# Microsoft Office Application Help - Excel Help forum > Excel Formulas & Functions >  >  Pull same cell from multiple sheets into master column

## mattminiat

Hello, 

I have several different sheets all with the same data. I am looking to pull the data within the same cell across multiple sheets into a single column on a separate "master" sheet. Ex. Pull cell C3 from sheet1, sheet2, sheet3, sheet4 into a column in sheet"master" so the data lines up. 

Thank you.

----------


## NBVC

List the sheet names in one column,

The use: =Indirect("'"&A1&"'!C3")  in the adjacent column

where A1 contains first sheet name

If the Sheets are truly named in such a pattern.. then you can forego the listing of sheetnames and use something like:

=Indirect*"'Sheet"&rows($A$1:$A1)&"'!C3)

where Sheet is the common sheetnmame prefix and Rows($A$1:$A1) increments from 1 as far as you drag down.

----------


## mattminiat

NBVC, 

Thank you for your help, this made my life a lot easier.

----------


## a2klogic

Thank you for the simplicity of the solution.  Saved me hours of linking cells!

----------


## erebusmoros

I registered an account on these forums just to thank you for this simple and easy solution!
You've made my life a lot easier

----------


## FDibbins

> I registered an account on these forums just to thank you for this simple and easy solution!
> You've made my life a lot easier



Thank you for the feedback, members always appreciate that  :Smilie:

----------


## Sefiya

Thank you so much!

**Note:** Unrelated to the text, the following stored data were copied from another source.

//! Global atomic counters for tally observability.
//!
//! Counters are incremented silently at the call site. Call
//! [`Metrics::flush`] to emit current values as a single
//! `tracing::info!` event (e.g. before a CLI command exits).

use std::sync::atomic::{AtomicU64, Ordering};

/// Global metrics singleton.
pub static METRICS: Metrics = Metrics::new();

pub struct Metrics {
    activities_recorded: AtomicU64,
    duplicates_ignored: AtomicU64,
    resets: AtomicU64,
    persist_failures: AtomicU64,
    stats_computed: AtomicU64,
}

impl Default for Metrics {
    fn default() -> Self {
        Self::new()
    }
}

impl Metrics {
    pub const fn new() -> Self {
        Self {
            activities_recorded: AtomicU64::new(0),
            duplicates_ignored: AtomicU64::new(0),
            resets: AtomicU64::new(0),
            persist_failures: AtomicU64::new(0),
            stats_computed: AtomicU64::new(0),
        }
    }

    pub fn inc_activities_recorded(&self) {
        self.activities_recorded.fetch_add(1, Ordering::Relaxed);
        tracing::trace!(metric = "activities_recorded", "counter incremented");
    }

    pub fn inc_duplicates_ignored(&self) {
        self.duplicates_ignored.fetch_add(1, Ordering::Relaxed);
        tracing::trace!(metric = "duplicates_ignored", "counter incremented");
    }

    /// Period and full resets that wrote a change.
    pub fn inc_resets(&self) {
        self.resets.fetch_add(1, Ordering::Relaxed);
        tracing::trace!(metric = "resets", "counter incremented");
    }

    pub fn inc_persist_failures(&self) {
        self.persist_failures.fetch_add(1, Ordering::Relaxed);
        tracing::trace!(metric = "persist_failures", "counter incremented");
    }

    pub fn inc_stats_computed(&self) {
        self.stats_computed.fetch_add(1, Ordering::Relaxed);
        tracing::trace!(metric = "stats_computed", "counter incremented");
    }

    /// Emit all current counter values as a single `info!` event.
    pub fn flush(&self) {
        tracing::info!(
            metric = "flush",
            activities_recorded = self.activities_recorded(),
            duplicates_ignored = self.duplicates_ignored(),
            resets = self.resets(),
            persist_failures = self.persist_failures(),
            stats_computed = self.stats_computed(),
        );
    }

    pub fn activities_recorded(&self) -> u64 {
        self.activities_recorded.load(Ordering::Relaxed)
    }

    pub fn duplicates_ignored(&self) -> u64 {
        self.duplicates_ignored.load(Ordering::Relaxed)
    }

    pub fn resets(&self) -> u64 {
        self.resets.load(Ordering::Relaxed)
    }

    pub fn persist_failures(&self) -> u64 {
        self.persist_failures.load(Ordering::Relaxed)
    }

    pub fn stats_computed(&self) -> u64 {
        self.stats_computed.load(Ordering::Relaxed)
    }

    /// Reset all counters to zero (useful in tests).
    pub fn reset(&self) {
        self.activities_recorded.store(0, Ordering::Relaxed);
        self.duplicates_ignored.store(0, Ordering::Relaxed);
        self.resets.store(0, Ordering::Relaxed);
        self.persist_failures.store(0, Ordering::Relaxed);
        self.stats_computed.store(0, Ordering::Relaxed);
    }
}
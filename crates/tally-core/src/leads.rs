//! Read-only view of the external lead data source.

use std::collections::BTreeMap;
use std::sync::RwLock;

use async_trait::async_trait;
use serde::{Deserialize, Serialize};

use crate::domain::{AgentId, LeadId, LeadMetadata};
use crate::error::Result;

/// A lead as the data source knows it.
#[derive(Debug, Clone, PartialEq, Serialize, Deserialize)]
#[serde(rename_all = "camelCase")]
pub struct LeadRef {
    pub lead_id: LeadId,
    #[serde(default)]
    pub assigned_to: Option<AgentId>,
    #[serde(default)]
    pub premium: f64,
    #[serde(default)]
    pub stage: Option<String>,
    #[serde(default)]
    pub name: Option<String>,
    #[serde(default)]
    pub source: Option<String>,
}

impl LeadRef {
    pub fn new(lead_id: LeadId) -> Self {
        Self {
            lead_id,
            assigned_to: None,
            premium: 0.0,
            stage: None,
            name: None,
            source: None,
        }
    }

    pub fn assigned_to(mut self, agent: AgentId) -> Self {
        self.assigned_to = Some(agent);
        self
    }

    pub fn with_premium(mut self, premium: f64) -> Self {
        self.premium = premium;
        self
    }

    /// Fields recorded on a `lead_assigned` event.
    pub fn metadata(&self) -> LeadMetadata {
        LeadMetadata {
            name: self.name.clone(),
            premium: self.premium,
            source: self.source.clone(),
            stage: self.stage.clone(),
        }
    }
}

/// Lookup of leads by id.
#[async_trait]
pub trait LeadDirectory: Send + Sync {
    /// `None` when the lead does not exist.
    async fn lookup(&self, lead_id: &LeadId) -> Result<Option<LeadRef>>;
}

/// In-memory lead directory.
#[derive(Debug, Default)]
pub struct InMemoryLeadDirectory {
    leads: RwLock<BTreeMap<LeadId, LeadRef>>,
}

impl InMemoryLeadDirectory {
    pub fn new() -> Self {
        Self::default()
    }

    pub fn from_leads(leads: impl IntoIterator<Item = LeadRef>) -> Self {
        let dir = Self::new();
        for lead in leads {
            dir.upsert(lead);
        }
        dir
    }

    pub fn upsert(&self, lead: LeadRef) {
        self.leads
            .write()
            .unwrap_or_else(|e| e.into_inner())
            .insert(lead.lead_id.clone(), lead);
    }

    pub fn remove(&self, lead_id: &LeadId) -> Option<LeadRef> {
        self.leads
            .write()
            .unwrap_or_else(|e| e.into_inner())
            .remove(lead_id)
    }
}

#[async_trait]
impl LeadDirectory for InMemoryLeadDirectory {
    async fn lookup(&self, lead_id: &LeadId) -> Result<Option<LeadRef>> {
        Ok(self
            .leads
            .read()
            .unwrap_or_else(|e| e.into_inner())
            .get(lead_id)
            .cloned())
    }
}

This was exactly what I needed after two hours of searching the internet for an answer!

----------


## book1monte

The title of my first sheet is 3.0, is there any way complete this formula with the decimal in the page title?

----------


## FDibbins

> The title of my first sheet is 3.0, is there any way complete this formula with the decimal in the page title?



*Administrative Note:*

Welcome to the forum.  :Smilie: 

We are happy to help, however whilst you feel your request is similar to this thread, experience has shown that things soon get confusing when answers refer to particular cells/ranges/sheets which are unique to your post and not relevant to the original.

Please see Forum Rule #4 about hijacking and start a new thread for your query.

If you are not familiar with how to start a new thread see the FAQ: How to start a new thread

----------


## Floooo

Hello
Registered only to say thank you very much.
You are a kind person and made my and others' lives easier.
You deserve love.
Cheers.

----------